The Court upheld the decision of the Appellate Court, confirming that not only was there no special relationship warranting a duty, but the special relationship doctrine still stands strong in Illinois and, for that matter, every US jurisdiction. In the decision, the Court noted that the principal-agent “special relationship” duty to warn, outlined in section 471 of the Restatement Second of Torts, is reserved for cases where there is a risk arising from the nature of a particular employment for which the principal has superior knowledge, and affirmative duties to act can only arise from a recognized “special relationship” or a statutory obligation, found in several states.

Circuit court rule places undue burden on parties

In September 2007, a certified question was sent to the Supreme Court in Vision Point of Sale, Inc. v. Haas. The complaint alleged, among other things, violation of the Illinois Trade Secrets Act, but the Court only determined whether or not a court can consider facts and circumstance of record beyond the reason for noncompliance when determining whether good cause exists under Supreme Court Rule 183 for grant of an extension of time to remedy an unintentional noncompliance with a procedural requirement. Plaintiffs had failed to file their response to defendant’s request to admit with the clerk, as was required under local rule, so the trial court deemed the requests admitted. Later, after the defendant caused numerous procedural delays and failed to comply with several court orders, the trial court reconsidered and allowed an extension for plaintiff’s response to defendant’s request to admit. The defendant challenged this reconsideration, and the Court said that discretion may be used to extend a deadline when good cause for noncompliance is shown, but that good cause could not be shown by considering facts outside of the reason for noncompliance.
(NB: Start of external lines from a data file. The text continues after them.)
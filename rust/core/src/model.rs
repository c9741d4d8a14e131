// This Source Code Form is subject to the terms of the Mozilla Public
// License, v. 2.0. If a copy of the MPL was not distributed with this
// file, You can obtain one at https://mozilla.org/MPL/2.0/.

//! The model container: arena ownership of all entities, the type-code
//! factory registry, the two-phase load, reference tracking, transform
//! composition, rescaling, and write-out sequencing.
//!
//! All cross-entity references are arena keys; the model is the only
//! owner. Deleting an entity unlinks it from every parent and child, and
//! physically dependent children left without a parent are deleted with
//! it. The entity graph is kept acyclic by checking every prospective
//! edge at insertion time.

use crate::entities::Payload;
use crate::entity::{
    AddRef, ChildRole, Dependency, Entity, EntityKey, EntityRef, SeqIndex, SeqMap,
};
use crate::error::{Error, Result};
use crate::global::{GlobalData, Units};
use crate::record::{DirectoryEntry, ParameterData, RecordSet};
use nalgebra::{Matrix4, Point3};
use rustc_hash::{FxHashMap, FxHashSet};
use slotmap::SlotMap;

/// Constructor registered per entity type code
pub type EntityFactory = fn(entity_type: i32, form: i32) -> Option<Payload>;

/// The IGES model: root container owning every entity
pub struct Model {
    entities: SlotMap<EntityKey, Entity>,
    factories: FxHashMap<i32, EntityFactory>,
    seq_index: SeqIndex,
    pub global: GlobalData,
    /// Free-text start-section lines carried through load/write
    pub start_text: Vec<String>,
}

/// Type codes the default factory covers
const DEFAULT_TYPES: [i32; 16] = [
    100, 102, 104, 110, 124, 126, 128, 142, 144, 186, 314, 502, 504, 508, 510, 514,
];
However, the Court also found that the requirement to file a response to a request to admit with the clerk, as outlined in Rule 3.1(c) of the circuit court of Cook County, was an undue burden on the parties and ran contrary to Supreme Court Rule 216, which only requires that the response is served in a timely manner. This finding allowed plaintiffs an extension regardless of the adverse answer to the certified question.

Monday, July 2, 2007

Illinois Bill may Alter Comparative Fault

Senate bill 1296 proposes to amend section 2-1117 of the Joint Liability Statute to apportion fault only to defendants still remaining in the case at the time of judgment. The fault of any defendants who have settled or been dismissed from the case would be ignored with respect to the remaining defendants’ liability.

Current case law in Illinois is split on whether or not to consider dismissals and settlements in the final apportionment of damages. The 5th District Appellate Court of Illinois and 7th Circuit US Court of Appeals align with the proposed amendment and disregard dismissed and settled defendants. These courts argue that the term “defendants sued by the plaintiff” in section 2-1117 was clearly intended to mean only defendants who remain in the case when it is submitted to the fact finder. They also claim that considering the fault of absent defendants will encourage use of “empty chair” defense.
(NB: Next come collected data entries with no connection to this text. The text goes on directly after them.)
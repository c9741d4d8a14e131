// This Source Code Form is subject to the terms of the Mozilla Public
// License, v. 2.0. If a copy of the MPL was not distributed with this
// file, You can obtain one at https://mozilla.org/MPL/2.0/.

//! Reader for the five-section, 80-column IGES file grammar.
//!
//! Sections are classified by the letter in column 73. Directory Entries
//! arrive as pairs of fixed 8-column fields; Parameter Data is free format
//! under the delimiters declared in the Global section, with Hollerith
//! string constants (`nHtext`) and `D`-exponent reals.

use crate::error::{Error, Result};
use crate::global::GlobalData;
use crate::record::{DeField, DirectoryEntry, ParameterData, PdParam, RecordSet, StatusFlags};
use nom::{
    bytes::complete::take_while,
    character::complete::{char as nom_char, digit1, one_of},
    combinator::{map_res, opt, recognize},
    sequence::{pair, tuple},
    IResult,
};

/// Parse a whole IGES file into structured records
pub fn read_string(text: &str) -> Result<RecordSet> {
    let mut start = Vec::new();
    let mut global_text = String::new();
    let mut de_lines: Vec<&str> = Vec::new();
    let mut pd_lines: Vec<&str> = Vec::new();

    for line in text.lines() {
        if line.trim().is_empty() {
            continue;
        }
        if line.len() < 73 {
            return Err(Error::Parse(format!(
                "record shorter than 73 columns: {:?}",
                line
            )));
        }

        let section = line.as_bytes()[72] as char;
        match section {
            'S' => start.push(line[..72].trim_end().to_string()),
            'G' => global_text.push_str(&line[..72]),
            'D' => de_lines.push(line),
            'P' => pd_lines.push(line),
            'T' => {}
            other => {
                return Err(Error::Parse(format!("unknown section letter {:?}", other)));
            }
        }
    }

    let global = parse_global(&global_text)?;
    let directory = parse_directory(&de_lines)?;
    let parameters = parse_parameters(&pd_lines, global.param_delim, global.record_delim)?;

    Ok(RecordSet {
        start,
        global,
        directory,
        parameters,
    })
}

/// Decode the global section: sniff the two delimiter parameters, then
/// tokenize the rest with them.
fn parse_global(text: &str) -> Result<GlobalData> {
    let trimmed = text.trim_end();
    if trimmed.is_empty() {
        return Ok(GlobalData::default());
    }

    let pdelim = sniff_delim(trimmed, 0).unwrap_or(',');

    // parameter 2 follows the first delimiter
    let after_first = if trimmed.starts_with("1H") {
        // "1H<c><delim>..."
        4.min(trimmed.len())
    } else {
        1.min(trimmed.len())
    };
    let rdelim = sniff_delim(trimmed, after_first).unwrap_or(';');

    let params = tokenize_params(trimmed, pdelim, rdelim)?;
    GlobalData::from_params(&params)
}

/// A delimiter parameter is either the Hollerith `1H<c>` or defaulted
fn sniff_delim(text: &str, at: usize) -> Option<char> {
    let rest = text.get(at..)?;
    if rest.starts_with("1H") {
        rest.chars().nth(2)
    } else {
        None
    }
}

/// Decode the directory section: two 80-column lines of 8-column fields
/// per entity.
fn parse_directory(lines: &[&str]) -> Result<Vec<DirectoryEntry>> {
    if lines.len() % 2 != 0 {
        return Err(Error::Parse(format!(
            "directory section has {} lines; entries are line pairs",
            lines.len()
        )));
    }

    let mut out = Vec::with_capacity(lines.len() / 2);

    for chunk in lines.chunks_exact(2) {
        let (l1, l2) = (chunk[0], chunk[1]);

        let f1 = |i: usize| de_int(l1, i);
        let f2 = |i: usize| de_int(l2, i);

        let sequence = l1[73..80]
            .trim()
            .parse::<u32>()
            .map_err(|_| Error::Parse(format!("bad DE sequence field: {:?}", &l1[72..])))?;

        let entity_type = f1(0)?;
        if f2(0)? != entity_type {
            return Err(Error::Parse(format!(
                "DE {} second line echoes type {} instead of {}",
                sequence,
                f2(0)?,
                entity_type
            )));
        }

        out.push(DirectoryEntry {
            entity_type,
            pd_pointer: f1(1)?.max(0) as u32,
            structure: DeField::from_negated(f1(2)?),
            line_font: DeField::from_negated(f1(3)?),
            level: DeField::from_negated(f1(4)?),
            view: DeField::from_pointer(f1(5)?),
            transform: DeField::from_pointer(f1(6)?),
            label_assoc: DeField::from_pointer(f1(7)?),
            status: StatusFlags::from_code(f1(8)?)?,
            line_weight: f2(1)?,
            color: DeField::from_negated(f2(2)?),
            pd_count: f2(3)?.max(0) as u32,
            form: f2(4)?,
            label: l2[56..64].trim().to_string(),
            subscript: f2(8)?,
            sequence,
        })
    }

    Ok(out)
}

/// One 8-column integer field of a DE line; blank means zero
fn de_int(line: &str, field: usize) -> Result<i32> {
    let s = line[field * 8..(field + 1) * 8].trim();
    if s.is_empty() {
        return Ok(0);
    }
    s.parse::<i32>()
        .map_err(|_| Error::Parse(format!("bad DE field {:?}", s)))
}

/// Decode the parameter section: group lines by their DE back-pointer,
/// join the 64-column data areas, and tokenize each group.
fn parse_parameters(lines: &[&str], pdelim: char, rdelim: char) -> Result<Vec<ParameterData>> {
    let mut groups: Vec<(u32, String)> = Vec::new();

    for line in lines {
        let de_seq = line[64..72]
            .trim()
            .parse::<u32>()
            .map_err(|_| Error::Parse(format!("bad PD back-pointer: {:?}", &line[64..72])))?;

        match groups.last_mut() {
            Some((seq, text)) if *seq == de_seq => text.push_str(&line[..64]),
            _ => groups.push((de_seq, line[..64].to_string())),
        }
    }

    let mut out = Vec::with_capacity(groups.len());

    for (de_sequence, text) in groups {
        let mut params = tokenize_params(text.trim_end(), pdelim, rdelim)?;
        if params.is_empty() {
            return Err(Error::Parse(format!(
                "empty PD block for DE {}",
                de_sequence
            )));
        }

        let entity_type = params.remove(0).as_int().ok_or_else(|| {
            Error::Parse(format!("PD block for DE {} lacks a type code", de_sequence))
        })? as i32;

        out.push(ParameterData {
            entity_type,
            params,
            de_sequence,
        });
    }

    Ok(out)
}

/// Tokenize a free-format parameter list. Parameters are separated by the
/// parameter delimiter and the list ends at the record delimiter; an
/// empty slot is a defaulted parameter.
pub(crate) fn tokenize_params(text: &str, pdelim: char, rdelim: char) -> Result<Vec<PdParam>> {
    let mut params = Vec::new();
    let mut cur = text;
    let mut expecting = true;

    loop {
        cur = cur.trim_start();

        let Some(c) = cur.chars().next() else {
            if expecting && !params.is_empty() {
                params.push(PdParam::Default);
            }
            break;
        };

        if c == rdelim {
            if expecting && !params.is_empty() {
                params.push(PdParam::Default);
            }
            break;
        }

        if c == pdelim {
            if expecting {
                params.push(PdParam::Default);
            }
            cur = &cur[c.len_utf8()..];
            expecting = true;
            continue;
        }

        let (rest, param) = parse_value(cur)
            .map_err(|_| Error::Parse(format!("unparseable parameter at {:?}", truncate(cur))))?;
        params.push(param);
        cur = rest;
        expecting = false;
    }

    Ok(params)
}

fn truncate(s: &str) -> &str {
    &s[..s.len().min(24)]
}

/// A single value: Hollerith string, real, or integer
fn parse_value(input: &str) -> IResult<&str, PdParam> {
    if let Ok(r) = hollerith(input) {
        return Ok(r);
    }
    number(input)
}

/// Hollerith string constant: `nH` followed by exactly n characters
fn hollerith(input: &str) -> IResult<&str, PdParam> {
    let (rest, n) = map_res(digit1, |s: &str| s.parse::<usize>())(input)?;
    let (rest, _) = nom_char('H')(rest)?;

    if rest.len() < n {
        return Err(nom::Err::Error(nom::error::Error::new(
            input,
            nom::error::ErrorKind::Eof,
        )));
    }

    let (content, rest) = rest.split_at(n);
    Ok((rest, PdParam::Text(content.to_string())))
}

/// Numeric constant. IGES reals may use a `D` exponent marker and may end
/// in a bare decimal point (`42.`).
fn number(input: &str) -> IResult<&str, PdParam> {
    let (rest, lit) = recognize(tuple((
        opt(one_of("+-")),
        take_while(|c: char| c.is_ascii_digit()),
        opt(pair(
            nom_char('.'),
            take_while(|c: char| c.is_ascii_digit()),
        )),
        opt(tuple((one_of("DdEe"), opt(one_of("+-")), digit1))),
    )))(input)?;

    if !lit.bytes().any(|b| b.is_ascii_digit()) {
        return Err(nom::Err::Error(nom::error::Error::new(
            input,
            nom::error::ErrorKind::Digit,
        )));
    }

    let is_real = lit.contains(&['.', 'D', 'd', 'E', 'e'][..]);

    if is_real {
        let normalized = lit.replace(&['D', 'd'][..], "E");
        match fast_float::parse::<f64, _>(&normalized) {
            Ok(v) => Ok((rest, PdParam::Real(v))),
            Err(_) => Err(nom::Err::Error(nom::error::Error::new(
                input,
                nom::error::ErrorKind::Float,
            ))),
        }
    } else {
        match lit.parse::<i64>() {
            Ok(v) => Ok((rest, PdParam::Integer(v))),
            Err(_) => Err(nom::Err::Error(nom::error::Error::new(
                input,
                nom::error::ErrorKind::Digit,
            ))),
        }
    }
}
Conversely, the 4th District Appellate Court of Illinois and 1st District Appellate Court of Illinois maintain that including settled and dismissed defendants in determination of liability promotes more equitable outcomes and prohibits plaintiffs from manipulating defendants to find the deepest pocket. A 1st District case decided along those lines is currently pending before the Illinois Supreme Court. However SB 1296 is currently waiting for a House vote, and if it is enacted, the point will be moot.